Establishing the Comprehensive Structure−Activity Relationship of the Natural Antibiotic Kibdelomycin/Amycolamicin

Kibdelomycin (KBD) and amycolamicin (AMM) are potent natural antibiotics effective against antibiotic-resistant Gram-positive pathogens, including vancomycin-intermediate Staphylococcus aureus (S. aureus, VISA), methicillin-resistant S. aureus (MRSA), and quinolone-resistant S. aureus (QRSA). Their antibacterial activity stems from an unprecedented dual mechanism: the lower binding sites occupy the adenosine triphosphate (ATP) binding pocket of bacterial type II topoisomerases, while the upper binding sites disrupt the enzyme dimer interface.
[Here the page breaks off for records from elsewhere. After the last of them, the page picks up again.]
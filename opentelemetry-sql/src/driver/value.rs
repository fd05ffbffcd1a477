//! Values exchanged with a backend.
use std::time::SystemTime;

/// A value exchanged with a backend driver, either as a bound argument or as
/// a column of a returned row.
#[derive(Clone, Debug, Default, PartialEq)]
pub enum Value {
    /// SQL `NULL`.
    #[default]
    Null,
    /// A boolean.
    Bool(bool),
    /// A signed 64-bit integer.
    I64(i64),
    /// A 64-bit float.
    F64(f64),
    /// A UTF-8 string.
    String(String),
    /// Raw bytes.
    Bytes(Vec<u8>),
    /// A point in time.
    Timestamp(SystemTime),
}

impl Value {
    /// The kind of this value.
    pub fn kind(&self) -> ValueKind {
        match self {
            Value::Null => ValueKind::Null,
            Value::Bool(_) => ValueKind::Bool,
            Value::I64(_) => ValueKind::I64,
            Value::F64(_) => ValueKind::F64,
            Value::String(_) => ValueKind::String,
            Value::Bytes(_) => ValueKind::Bytes,
            Value::Timestamp(_) => ValueKind::Timestamp,
        }
    }
}

/// The kind of a [`Value`], used to describe the type a column scans into.
#[derive(Clone, Copy, Debug, PartialEq, Eq, Hash)]
pub enum ValueKind {
    /// See [`Value::Null`].
    Null,
    /// See [`Value::Bool`].
    Bool,
    /// See [`Value::I64`].
    I64,
    /// See [`Value::F64`].
    F64,
    /// See [`Value::String`].
    String,
    /// See [`Value::Bytes`].
    Bytes,
    /// See [`Value::Timestamp`].
    Timestamp,
}

impl From<bool> for Value {
    fn from(b: bool) -> Self {
        Value::Bool(b)
    }
}

impl From<i64> for Value {
    fn from(i: i64) -> Self {
        Value::I64(i)
    }
}

impl From<i32> for Value {
    fn from(i: i32) -> Self {
        Value::I64(i.into())
    }
}

impl From<f64> for Value {
    fn from(f: f64) -> Self {
        Value::F64(f)
    }
}

impl From<String> for Value {
    fn from(s: String) -> Self {
        Value::String(s)
    }
}

impl From<&str> for Value {
    fn from(s: &str) -> Self {
        Value::String(s.to_string())
    }
}

impl From<Vec<u8>> for Value {
    fn from(bytes: Vec<u8>) -> Self {
        Value::Bytes(bytes)
    }
}

impl From<SystemTime> for Value {
    fn from(t: SystemTime) -> Self {
        Value::Timestamp(t)
    }
}

impl<T: Into<Value>> From<Option<T>> for Value {
    fn from(v: Option<T>) -> Self {
        v.map_or(Value::Null, Into::into)
    }
}

/// A bound argument, optionally named.
#[derive(Clone, Debug, PartialEq)]
pub struct NamedValue {
    /// Name of the parameter, if the query uses named parameters.
    pub name: Option<String>,
    /// 1-based position of the parameter.
    pub ordinal: usize,
    /// The bound value.
    pub value: Value,
}

impl NamedValue {
    /// Creates a positional argument.
    pub fn positional(ordinal: usize, value: impl Into<Value>) -> Self {
        NamedValue {
            name: None,
            ordinal,
            value: value.into(),
        }
    }

    /// Creates a named argument.
    pub fn named(name: impl Into<String>, ordinal: usize, value: impl Into<Value>) -> Self {
        NamedValue {
            name: Some(name.into()),
            ordinal,
            value: value.into(),
        }
    }
}

/// Converts plain values into positional arguments, numbered from 1.
pub fn values_to_named_values(values: &[Value]) -> Vec<NamedValue> {
    values
        .iter()
        .enumerate()
        .map(|(i, v)| NamedValue::positional(i + 1, v.clone()))
        .collect()
}

/// Drops names and ordinals, keeping the values in order.
pub fn named_values_to_values(named_values: &[NamedValue]) -> Vec<Value> {
    named_values.iter().map(|nv| nv.value.clone()).collect()
}

/// Transaction isolation level.
#[derive(Clone, Copy, Debug, Default, PartialEq, Eq, Hash)]
pub enum IsolationLevel {
    /// The backend's default level.
    #[default]
    Default,
    /// `READ UNCOMMITTED`.
    ReadUncommitted,
    /// `READ COMMITTED`.
    ReadCommitted,
    /// `WRITE COMMITTED`.
    WriteCommitted,
    /// `REPEATABLE READ`.
    RepeatableRead,
    /// `SNAPSHOT`.
    Snapshot,
    /// `SERIALIZABLE`.
    Serializable,
    /// `LINEARIZABLE`.
    Linearizable,
}

/// Options used when starting a transaction.
#[derive(Clone, Copy, Debug, Default, PartialEq, Eq)]
pub struct TxOptions {
    /// Requested isolation level.
    pub isolation: IsolationLevel,
    /// Whether the transaction is read only.
    pub read_only: bool,
}

#[cfg(test)]
mod tests {
    use super::*;

    #[test]
    fn values_are_numbered_from_one() {
        let named = values_to_named_values(&[Value::from(42), Value::from("foobar")]);

        assert_eq!(
            named,
            vec![
                NamedValue::positional(1, 42),
                NamedValue::positional(2, "foobar"),
            ]
        );
        assert_eq!(
            named_values_to_values(&named),
            vec![Value::I64(42), Value::String("foobar".to_string())]
        );
    }

    #[test]
    fn empty_values() {
        assert!(values_to_named_values(&[]).is_empty());
        assert!(named_values_to_values(&[]).is_empty());
    }

    #[test]
    fn option_converts_to_null() {
        assert_eq!(Value::from(None::<i64>), Value::Null);
        assert_eq!(Value::from(Some(true)), Value::Bool(true));
        assert_eq!(Value::Null.kind(), ValueKind::Null);
    }
}
//! Instrumentation of query, on connections and on prepared statements.
use std::sync::Arc;

use opentelemetry::Context;

use crate::context::{LabelsContextExt, QueryContextExt};
use crate::driver::{NamedValue, Rows};
use crate::middleware::Middleware;
use crate::recorder::MethodRecorder;
use crate::rows::wrap_rows;
use crate::tracer::{MethodTracer, QueryTracer};
use crate::{Error, Result};

pub(crate) const METRIC_METHOD_QUERY: &str = "query";
pub(crate) const TRACE_METHOD_QUERY: &str = "query";
pub(crate) const METRIC_METHOD_STMT_QUERY: &str = "stmt.query";
pub(crate) const TRACE_METHOD_STMT_QUERY: &str = "query";

/// Shape of a query operation.
pub(crate) type QueryFn =
    Arc<dyn Fn(&Context, &str, &[NamedValue]) -> Result<Box<dyn Rows>> + Send + Sync>;

/// Query used when the backend has no fast path: always answers
/// [`Error::Skip`].
pub(crate) fn skipped_query() -> QueryFn {
    Arc::new(|_cx: &Context, _query: &str, _args: &[NamedValue]| Err(Error::Skip))
}

#[derive(Clone)]
pub(crate) struct QueryConfig {
    pub(crate) metric_method: &'static str,
    pub(crate) trace_method: &'static str,
    pub(crate) query_tracer: QueryTracer,
    pub(crate) trace_rows_next: bool,
    pub(crate) trace_rows_close: bool,
}

fn query_stats(recorder: MethodRecorder, method: &'static str) -> Middleware<QueryFn> {
    Arc::new(move |next: QueryFn| -> QueryFn {
        let recorder = recorder.clone();
        Arc::new(move |cx: &Context, query: &str, args: &[NamedValue]| {
            let recording = recorder.record(cx, method, cx.metric_labels());
            let result = next(cx, query, args);
            recording.end(result.as_ref().err());

            result
        })
    })
}

fn query_trace(
    tracer: MethodTracer,
    query_tracer: QueryTracer,
    method: &'static str,
) -> Middleware<QueryFn> {
    Arc::new(move |next: QueryFn| -> QueryFn {
        let tracer = tracer.clone();
        let query_tracer = Arc::clone(&query_tracer);
        Arc::new(move |cx: &Context, query: &str, args: &[NamedValue]| {
            let cx = cx.with_query(query);
            let (cx, span) = tracer.trace(&cx, method, &[]);
            let result = next(&cx, query, args);

            let mut attributes = cx.trace_labels().to_vec();
            attributes.extend(query_tracer(&cx, query, args));
            span.end(result.as_ref().err(), attributes);

            result
        })
    })
}

fn query_wrap_rows(
    tracer: MethodTracer,
    trace_rows_next: bool,
    trace_rows_close: bool,
) -> Middleware<QueryFn> {
    Arc::new(move |next: QueryFn| -> QueryFn {
        let tracer = tracer.clone();
        Arc::new(move |cx: &Context, query: &str, args: &[NamedValue]| {
            let rows = next(cx, query, args)?;
            let should_trace = tracer.should_trace(cx).should_trace;

            Ok(wrap_rows(
                cx,
                rows,
                &tracer,
                should_trace && trace_rows_next,
                should_trace && trace_rows_close,
            ))
        })
    })
}

pub(crate) fn query_middlewares(
    recorder: &MethodRecorder,
    tracer: Option<&MethodTracer>,
    config: &QueryConfig,
) -> Vec<Middleware<QueryFn>> {
    let mut middlewares = Vec::with_capacity(3);
    middlewares.push(query_stats(recorder.clone(), config.metric_method));

    let Some(tracer) = tracer else {
        return middlewares;
    };

    middlewares.push(query_trace(
        tracer.clone(),
        Arc::clone(&config.query_tracer),
        config.trace_method,
    ));

    if config.trace_rows_next || config.trace_rows_close {
        middlewares.push(query_wrap_rows(
            tracer.clone(),
            config.trace_rows_next,
            config.trace_rows_close,
        ));
    }

    middlewares
}

#[cfg(test)]
mod tests {
    use opentelemetry::trace::{Status, TraceContextExt, Tracer, TracerProvider};
    use opentelemetry::KeyValue;

    use super::*;
    use crate::capability::Capabilities;
    use crate::driver::Value;
    use crate::middleware::chain;
    use crate::testing::{test_recorder, test_tracer, MockBackend};
    use crate::tracer::trace_query_without_args;

    fn config(trace_rows: bool) -> QueryConfig {
        QueryConfig {
            metric_method: METRIC_METHOD_STMT_QUERY,
            trace_method: TRACE_METHOD_STMT_QUERY,
            query_tracer: Arc::new(trace_query_without_args),
            trace_rows_next: trace_rows,
            trace_rows_close: trace_rows,
        }
    }

    fn query_backend(backend: &MockBackend) -> QueryFn {
        let backend = backend.clone();
        Arc::new(move |_cx: &Context, _query: &str, _args: &[NamedValue]| Ok(backend.rows()))
    }

    #[test]
    fn error_is_recorded_on_metric_and_span() {
        let (sink, recorder) = test_recorder();
        let (_provider, exporter, tracer) = test_tracer();
        let tracer = MethodTracer::new(tracer).with_allow_root(true);
        let failing: QueryFn = Arc::new(|_cx: &Context, _query: &str, _args: &[NamedValue]| {
            Err(Error::from("query error"))
        });
        let query = chain(
            &query_middlewares(&recorder, Some(&tracer), &config(false)),
            failing,
        );

        let err = query(&Context::new(), "SELECT 1", &[]).err().unwrap();

        assert_eq!(err.to_string(), "query error");
        assert_eq!(
            sink.calls()[0].attributes,
            vec![
                KeyValue::new("db.operation", "stmt.query"),
                KeyValue::new("db.sql.status", "ERROR"),
                KeyValue::new("db.sql.error", "query error"),
            ]
        );
        let spans = exporter.get_finished_spans().unwrap();
        assert_eq!(spans[0].name, "sql:query");
        assert_eq!(spans[0].status, Status::error("query error"));
    }

    #[test]
    fn trace_labels_are_added_at_end() {
        let (_sink, recorder) = test_recorder();
        let (provider, exporter, tracer) = test_tracer();
        let tracer = MethodTracer::new(tracer);
        let backend = MockBackend::new(Capabilities::empty());
        let query = chain(
            &query_middlewares(&recorder, Some(&tracer), &config(false)),
            query_backend(&backend),
        );
        let cx = Context::new()
            .with_span(provider.tracer("test").start("parent"))
            .with_trace_labels([KeyValue::new("tenant", "acme")]);

        query(&cx, "SELECT 1", &[]).unwrap();

        let spans = exporter.get_finished_spans().unwrap();
        assert_eq!(
            spans[0].attributes,
            vec![
                KeyValue::new("db.operation", "query"),
                KeyValue::new("tenant", "acme"),
                KeyValue::new("db.statement", "SELECT 1"),
            ]
        );
    }

    #[test]
    fn rows_are_traced_under_root_span() {
        let (_sink, recorder) = test_recorder();
        let (_provider, exporter, tracer) = test_tracer();
        let tracer = MethodTracer::new(tracer).with_allow_root(true);
        let backend = MockBackend::new(Capabilities::empty())
            .with_rows(vec!["id"], vec![vec![Value::I64(1)], vec![Value::I64(2)]]);
        let query = chain(
            &query_middlewares(&recorder, Some(&tracer), &config(true)),
            query_backend(&backend),
        );

        let rows = query(&Context::new(), "SELECT id FROM data", &[]).unwrap();
        let mut dest = [Value::Null];
        while rows.next(&mut dest).unwrap() {}
        rows.close().unwrap();

        let spans = exporter.get_finished_spans().unwrap();
        let names: Vec<_> = spans.iter().map(|s| s.name.to_string()).collect();
        assert_eq!(
            names,
            vec!["sql:query", "sql:rows_next", "sql:rows_next", "sql:rows_next", "sql:rows_close"]
        );

        let query_span = &spans[0];
        assert!(spans[1..]
            .iter()
            .all(|s| s.parent_span_id == query_span.span_context.span_id()));
    }

    #[test]
    fn rows_untouched_when_not_traced() {
        let (_sink, recorder) = test_recorder();
        let (_provider, exporter, tracer) = test_tracer();
        let tracer = MethodTracer::new(tracer);
        let backend = MockBackend::new(Capabilities::empty());
        let query = chain(
            &query_middlewares(&recorder, Some(&tracer), &config(true)),
            query_backend(&backend),
        );

        let rows = query(&Context::new(), "SELECT 1", &[]).unwrap();
        rows.close().unwrap();

        assert!(exporter.get_finished_spans().unwrap().is_empty());
    }
}
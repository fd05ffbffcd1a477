//! Tracing of row cursors.
use std::sync::atomic::{AtomicU64, Ordering};
use std::sync::Arc;
use std::time::{Duration, Instant};

use opentelemetry::{Context, KeyValue};

use crate::attribute::{
    key_value_duration, DB_SQL_ROWS_NEXT_LATENCY_AVG, DB_SQL_ROWS_NEXT_SUCCESS_COUNT,
};
use crate::capability::Capabilities;
use crate::context::span_context_only;
use crate::driver::{
    Rows, RowsColumnTypeDatabaseTypeName, RowsColumnTypeLength, RowsColumnTypeNullable,
    RowsColumnTypePrecisionScale, RowsColumnTypeScanType, RowsNextResultSet, Value, ValueKind,
};
use crate::tracer::MethodTracer;
use crate::Result;

const TRACE_METHOD_ROWS_NEXT: &str = "rows_next";
const TRACE_METHOD_ROWS_CLOSE: &str = "rows_close";

/// Shape of fetching the next row.
pub(crate) type RowsNextFn = Arc<dyn Fn(&mut [Value]) -> Result<bool> + Send + Sync>;
/// Shape of closing rows.
pub(crate) type RowsCloseFn = Arc<dyn Fn() -> Result<()> + Send + Sync>;

#[derive(Debug, Default)]
struct NextStats {
    count: AtomicU64,
    total_nanos: AtomicU64,
}

impl NextStats {
    fn add(&self, elapsed: Duration) {
        let nanos = u64::try_from(elapsed.as_nanos()).unwrap_or(u64::MAX);
        self.total_nanos.fetch_add(nanos, Ordering::Relaxed);
        self.count.fetch_add(1, Ordering::Relaxed);
    }

    /// Number of successful calls and their average latency.
    fn snapshot(&self) -> (i64, Option<Duration>) {
        let count = self.count.load(Ordering::Relaxed);
        if count == 0 {
            return (0, None);
        }

        let total = self.total_nanos.load(Ordering::Relaxed);
        (
            i64::try_from(count).unwrap_or(i64::MAX),
            Some(Duration::from_nanos(total / count)),
        )
    }
}

fn rows_next_count(stats: Arc<NextStats>, next: RowsNextFn) -> RowsNextFn {
    Arc::new(move |dest: &mut [Value]| {
        let start = Instant::now();
        let result = next(dest);
        if matches!(result, Ok(true)) {
            stats.add(start.elapsed());
        }

        result
    })
}

fn rows_next_trace(cx: Context, tracer: MethodTracer, next: RowsNextFn) -> RowsNextFn {
    Arc::new(move |dest: &mut [Value]| {
        let (_cx, span) = tracer.must_trace(&cx, TRACE_METHOD_ROWS_NEXT, &[]);
        let result = next(dest);
        span.end(result.as_ref().err(), []);

        result
    })
}

fn rows_close_trace(
    cx: Context,
    tracer: MethodTracer,
    stats: Arc<NextStats>,
    close: RowsCloseFn,
) -> RowsCloseFn {
    Arc::new(move || {
        let (_cx, span) = tracer.must_trace(&cx, TRACE_METHOD_ROWS_CLOSE, &[]);
        let result = close();

        let (count, average) = stats.snapshot();
        let mut attributes = vec![KeyValue::new(DB_SQL_ROWS_NEXT_SUCCESS_COUNT, count)];
        if let Some(average) = average {
            attributes.push(key_value_duration(DB_SQL_ROWS_NEXT_LATENCY_AVG, average));
        }
        span.end(result.as_ref().err(), attributes);

        result
    })
}

/// Rows facade: `next` and `close` go through the traced closures, every
/// optional capability of the parent is forwarded.
struct WrappedRows {
    parent: Arc<dyn Rows>,
    capabilities: Capabilities,
    next: RowsNextFn,
    close: RowsCloseFn,
}

/// Wraps `parent` so that the enabled operations get their own span,
/// parented by the span of `cx`. Returns `parent` itself when nothing is
/// traced.
pub(crate) fn wrap_rows(
    cx: &Context,
    parent: Box<dyn Rows>,
    tracer: &MethodTracer,
    trace_rows_next: bool,
    trace_rows_close: bool,
) -> Box<dyn Rows> {
    if !trace_rows_next && !trace_rows_close {
        return parent;
    }

    let cx = span_context_only(cx);
    let parent: Arc<dyn Rows> = Arc::from(parent);
    let capabilities = Capabilities::of_rows(parent.as_ref());

    let mut next: RowsNextFn = {
        let parent = Arc::clone(&parent);
        Arc::new(move |dest: &mut [Value]| parent.next(dest))
    };
    let mut close: RowsCloseFn = {
        let parent = Arc::clone(&parent);
        Arc::new(move || parent.close())
    };

    if trace_rows_close {
        let stats = Arc::new(NextStats::default());
        next = rows_next_count(Arc::clone(&stats), next);
        close = rows_close_trace(cx.clone(), tracer.clone(), stats, close);
    }

    if trace_rows_next {
        next = rows_next_trace(cx, tracer.clone(), next);
    }

    Box::new(WrappedRows {
        parent,
        capabilities,
        next,
        close,
    })
}

impl Rows for WrappedRows {
    fn columns(&self) -> Vec<String> {
        self.parent.columns()
    }

    fn close(&self) -> Result<()> {
        (self.close)()
    }

    fn next(&self, dest: &mut [Value]) -> Result<bool> {
        (self.next)(dest)
    }

    fn as_next_result_set(&self) -> Option<&dyn RowsNextResultSet> {
        self.capabilities
            .contains(Capabilities::NEXT_RESULT_SET)
            .then_some(self as &dyn RowsNextResultSet)
    }

    fn as_column_type_database_type_name(&self) -> Option<&dyn RowsColumnTypeDatabaseTypeName> {
        self.capabilities
            .contains(Capabilities::COLUMN_TYPE_DATABASE_TYPE_NAME)
            .then_some(self as &dyn RowsColumnTypeDatabaseTypeName)
    }

    fn as_column_type_length(&self) -> Option<&dyn RowsColumnTypeLength> {
        self.capabilities
            .contains(Capabilities::COLUMN_TYPE_LENGTH)
            .then_some(self as &dyn RowsColumnTypeLength)
    }

    fn as_column_type_nullable(&self) -> Option<&dyn RowsColumnTypeNullable> {
        self.capabilities
            .contains(Capabilities::COLUMN_TYPE_NULLABLE)
            .then_some(self as &dyn RowsColumnTypeNullable)
    }

    fn as_column_type_precision_scale(&self) -> Option<&dyn RowsColumnTypePrecisionScale> {
        self.capabilities
            .contains(Capabilities::COLUMN_TYPE_PRECISION_SCALE)
            .then_some(self as &dyn RowsColumnTypePrecisionScale)
    }

    fn as_column_type_scan_type(&self) -> Option<&dyn RowsColumnTypeScanType> {
        self.capabilities
            .contains(Capabilities::COLUMN_TYPE_SCAN_TYPE)
            .then_some(self as &dyn RowsColumnTypeScanType)
    }
}

impl RowsNextResultSet for WrappedRows {
    fn has_next_result_set(&self) -> bool {
        self.parent
            .as_next_result_set()
            .is_some_and(|rows| rows.has_next_result_set())
    }

    fn next_result_set(&self) -> Result<bool> {
        match self.parent.as_next_result_set() {
            Some(rows) => rows.next_result_set(),
            None => Ok(false),
        }
    }
}

impl RowsColumnTypeDatabaseTypeName for WrappedRows {
    fn column_type_database_type_name(&self, index: usize) -> String {
        self.parent
            .as_column_type_database_type_name()
            .map(|rows| rows.column_type_database_type_name(index))
            .unwrap_or_default()
    }
}

impl RowsColumnTypeLength for WrappedRows {
    fn column_type_length(&self, index: usize) -> Option<u64> {
        self.parent
            .as_column_type_length()
            .and_then(|rows| rows.column_type_length(index))
    }
}

impl RowsColumnTypeNullable for WrappedRows {
    fn column_type_nullable(&self, index: usize) -> Option<bool> {
        self.parent
            .as_column_type_nullable()
            .and_then(|rows| rows.column_type_nullable(index))
    }
}

impl RowsColumnTypePrecisionScale for WrappedRows {
    fn column_type_precision_scale(&self, index: usize) -> Option<(i64, i64)> {
        self.parent
            .as_column_type_precision_scale()
            .and_then(|rows| rows.column_type_precision_scale(index))
    }
}

impl RowsColumnTypeScanType for WrappedRows {
    fn column_type_scan_type(&self, index: usize) -> ValueKind {
        self.parent
            .as_column_type_scan_type()
            .map_or(ValueKind::Null, |rows| rows.column_type_scan_type(index))
    }
}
This dual action, combined with their unique chemical structures, positions KBD and AMM as promising scaffolds for developing new antibiotics. However, the structure-activity relationship (SAR) of KBD/AMM remains underexplored due to their highly complex chemical structures. In this study, we utilized total synthesis to produce KBD/AMM analogs with various site modifications and evaluated their antimicrobial activities. Our findings establish the first comprehensive SAR for KBD/AMM, paving the way for the development of novel KBD/AMM-based antibiotics.